# taz.de -- Plattform gegen Steuersünder: Der Staat sind wir
       
       > Die Plattform gegen Steuersünder als „Steuer-Stasi“ zu bezeichnen ist
       > absurd. Demokratiefeindlich ist vielmehr die Kritik der Konservativen
       > daran.
       
 (IMG) Bild: Vermögensverhältnisse unter der Lupe: Wir alle müssen für den Staat zahlen
       
       Für FDP und Union müsste ein ganz neues Sabbatical eingeführt werden:
       Zwangsurlaub in Schweden. Die SpitzenpolitikerInnen dürften es dort
       durchaus gemütlich haben, mit Sauna und Segelboot, aber täglich müssten sie
       eine Stunde Fortbildung zum Thema Steuern besuchen. Dann würden die
       geifernden Konservativen aus Deutschland vielleicht endlich verstehen,
       [1][wie absurd es ist, von „Steuer-Stasi“ oder „Denunziantentum“ zu
       sprechen], nur weil Baden-Württemberg jetzt eine Plattform freigeschaltet
       hat, wo Whistleblower anonym Steuersünder melden können.
       
       In Schweden würden FDP und Union nämlich erleben, wie ein effektiver
       Steuerstaat funktioniert. Dort sind Steuerzahlungen kein Geheimnis, sondern
       öffentlich bekannt. Alle SchwedInnen können mühelos ermitteln, wie viel
       Geld die NachbarInnen an den Fiskus abführen – indem sie einfach beim
       Finanzamt nachfragen. Der Grund ist schlicht: Es ist Diebstahl, wenn
       BürgerInnen ihre Steuern hinterziehen. Sie greifen in die Taschen der
       anderen EinwohnerInnen, denn irgendwer muss den Staat ja finanzieren.
       Schulen oder Polizei sind nicht umsonst zu haben.
       
       Wir alle sind der Staat, wir alle profitieren von ihm – und wir alle müssen
       für ihn zahlen.
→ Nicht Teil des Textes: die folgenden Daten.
impl Table {
    fn init(size_lg2: u32, arena: &Arena<'_>) -> Option<Self> {
        if size_lg2 >= 32 {
            return None;
        }
        let size = 1usize << size_lg2;
        let bytes = size.checked_mul(core::mem::size_of::<TabEnt>())?;
        let entries = arena.malloc_zeroed(bytes)?.as_ptr() as *mut TabEnt;
        Some(Table {
            entries,
            mask: (size - 1) as u32,
            count: 0,
        })
    }

    fn size(&self) -> usize {
        self.mask as usize + 1
    }

    fn size_lg2(&self) -> u32 {
        self.size().trailing_zeros()
    }

    fn is_full(&self) -> bool {
        let size = self.size() as u32;
        self.count == size - (size >> 3)
    }

    fn ent(&self, i: usize) -> *mut TabEnt {
        debug_assert!(i < self.size());
        unsafe { self.entries.add(i) }
    }

    fn main_position(&self, hash: u32) -> *mut TabEnt {
        self.ent((hash & self.mask) as usize)
    }

    fn find(&self, hash: u32, mut eq: impl FnMut(usize) -> bool) -> Option<*mut TabEnt> {
        if self.count == 0 {
            return None;
        }
        let mut e = self.main_position(hash);
        unsafe {
            if (*e).is_empty() {
                return None;
            }
            loop {
                if eq((*e).key) {
                    return Some(e);
                }
                e = (*e).next;
                if e.is_null() {
                    return None;
                }
            }
        }
    }

    fn empty_after(&self, e: *mut TabEnt) -> *mut TabEnt {
        let start = (e as usize - self.entries as usize) / core::mem::size_of::<TabEnt>();
        let size = self.size();
        for i in (start + 1..size).chain(0..start) {
            let candidate = self.ent(i);
            if unsafe { (*candidate).is_empty() } {
                return candidate;
            }
        }
        unreachable!("hash table has no empty slot below its load factor")
    }

    /// Inserts a key known to be absent. The table must not be full.
    fn insert(&mut self, key: usize, val: TableValue, hash: u32, hash_of: impl Fn(usize) -> u32) {
        debug_assert!(!self.is_full());
        self.count += 1;
        let main = self.main_position(hash);
        let ours;
        unsafe {
            if (*main).is_empty() {
                (*main).next = ptr::null_mut();
                ours = main;
            } else {
                let free = self.empty_after(main);
                let mut chain = self.main_position(hash_of((*main).key));
                if chain == main {
                    // The occupant belongs here; hang ourselves off its chain.
                    (*free).next = (*main).next;
                    (*main).next = free;
                    ours = free;
                } else {
                    // The occupant was parked; move it and take the slot.
                    *free = *main;
                    while (*chain).next != main {
                        chain = (*chain).next;
                        debug_assert!(!chain.is_null());
                    }
                    (*chain).next = free;
                    (*main).next = ptr::null_mut();
                    ours = main;
                }
            }
            (*ours).key = key;
            (*ours).val = val;
        }
    }

    fn remove(&mut self, hash: u32, mut eq: impl FnMut(usize) -> bool) -> Option<(usize, TableValue)> {
        let chain = self.main_position(hash);
        unsafe {
            if (*chain).is_empty() {
                return None;
            }
            if eq((*chain).key) {
                self.count -= 1;
                let removed = ((*chain).key, (*chain).val);
                let next = (*chain).next;
                if next.is_null() {
                    (*chain).key = EMPTY_KEY;
                } else {
                    *chain = *next;
                    (*next).key = EMPTY_KEY;
                    (*next).next = ptr::null_mut();
                }
                return Some(removed);
            }
            let mut prev = chain;
            while !(*prev).next.is_null() && !eq((*(*prev).next).key) {
                prev = (*prev).next;
            }
            let target = (*prev).next;
            if target.is_null() {
                return None;
            }
            self.count -= 1;
            let removed = ((*target).key, (*target).val);
            (*prev).next = (*target).next;
            (*target).key = EMPTY_KEY;
            (*target).next = ptr::null_mut();
            Some(removed)
        }
    }

    /// Index of the first occupied slot at or after `from`.
    fn next_occupied(&self, from: usize) -> Option<usize> {
        (from..self.size()).find(|&i| unsafe { !(*self.ent(i)).is_empty() })
    }

    fn clear(&mut self) {
        self.count = 0;
        unsafe { ptr::write_bytes(self.entries, 0, self.size()) };
    }
}

/// Number of slots needed to hold `expected` entries under the load factor.
fn entries_needed_for(expected: usize) -> usize {
    let need = expected + 1 + expected / 7;
    debug_assert!(need - (need >> 3) >= expected);
    need
}

const WYHASH_SALT: [u64; 5] = [
    0x243F6A8885A308D3,
    0x13198A2E03707344,
    0xA4093822299F31D0,
    0x082EFA98EC4E6C89,
    0x452821E638D01377,
];

static HASH_SEED: u8 = 0;

fn seed() -> u64 {
    &HASH_SEED as *const u8 as u64
}

#[inline]
fn wyhash_mix(a: u64, b: u64) -> u64 {
    let product = (a as u128) * (b as u128);
    (product as u64) ^ ((product >> 64) as u64)
}

fn load64(bytes: &[u8], at: usize) -> u64 {
    let mut word = [0u8; 8];
    word.copy_from_slice(&bytes[at..at + 8]);
    u64::from_le_bytes(word)
}

fn load32(bytes: &[u8], at: usize) -> u64 {
    let mut word = [0u8; 4];
    word.copy_from_slice(&bytes[at..at + 4]);
    u32::from_le_bytes(word) as u64
}

/// Wyhash over `bytes`, mixed with `seed`.
pub fn wyhash(bytes: &[u8], seed: u64) -> u64 {
    let salt = &WYHASH_SALT;
    let mut rest = bytes;
    let mut state = seed ^ salt[0];
    if rest.len() > 64 {
        let mut dup = state;
        while rest.len() > 64 {
            let cs0 = wyhash_mix(load64(rest, 0) ^ salt[1], load64(rest, 8) ^ state);
            let cs1 = wyhash_mix(load64(rest, 16) ^ salt[2], load64(rest, 24) ^ state);
            state = cs0 ^ cs1;
            let ds0 = wyhash_mix(load64(rest, 32) ^ salt[3], load64(rest, 40) ^ dup);
            let ds1 = wyhash_mix(load64(rest, 48) ^ salt[4], load64(rest, 56) ^ dup);
            dup = ds0 ^ ds1;
            rest = &rest[64..];
        }
        state ^= dup;
    }
    while rest.len() > 16 {
        state = wyhash_mix(load64(rest, 0) ^ salt[1], load64(rest, 8) ^ state);
        rest = &rest[16..];
    }
    let len = rest.len();
    let (a, b) = if len > 8 {
        (load64(rest, 0), load64(rest, len - 8))
    } else if len > 3 {
        (load32(rest, 0), load32(rest, len - 4))
    } else if len > 0 {
        let a = ((rest[0] as u64) << 16) | ((rest[len >> 1] as u64) << 8) | rest[len - 1] as u64;
        (a, 0)
    } else {
        (0, 0)
    };
    let w = wyhash_mix(a ^ salt[1], b ^ state);
    wyhash_mix(w, salt[1] ^ bytes.len() as u64)
}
Das ist eigentlich offensichtlich. Genau deswegen ist es
       kein Zufall, dass sich FDP und Union derzeit einer Sprache bedienen, als
       sei Deutschland in Wahrheit eine Diktatur, die sich mit der DDR
       (Steuer-Stasi) oder dem NS-Regime (Blockwart-Mentalität) vergleichen ließe.
       Es soll der Eindruck erweckt werden, als wäre der Staat nicht das Kollektiv
       aller BürgerInnen – sondern das feindliche Gegenüber. Und plötzlich
       erscheint es wie ein Akt der Notwehr und des Widerstands, seine Steuern
       nicht zu zahlen.
       
       Es ist perfide, mitten in einem demokratischen Wahlkampf so zu tun, als
       gäbe es diese Demokratie eigentlich gar nicht und als sei man Opfer einer
       Diktatur. Es ist nicht allein die AfD, die Demokratiefeindlichkeit züchtet;
       FDP und Union tragen ebenfalls dazu bei.
       
       [2][Zum Glück dürfte sich diese neueste Steuerdebatte bald totlaufen] –
       weil nämlich auch Bayern seine BürgerInnen auffordert, Steuersünder anonym
       zu melden. Diese Tatsache hatte die CSU kurz übersehen, als sie gegen den
       grünen Finanzminister in Baden-Württemberg geiferte. Aber ein Trost ist es
       nicht, wenn an der Steuerfront demnächst wieder Ruhe einkehrt: Die Posse
       hat einmal mehr gezeigt, dass die bürgerlichen Parteien jederzeit bereit
       sind, den demokratischen Staat zu diskreditieren.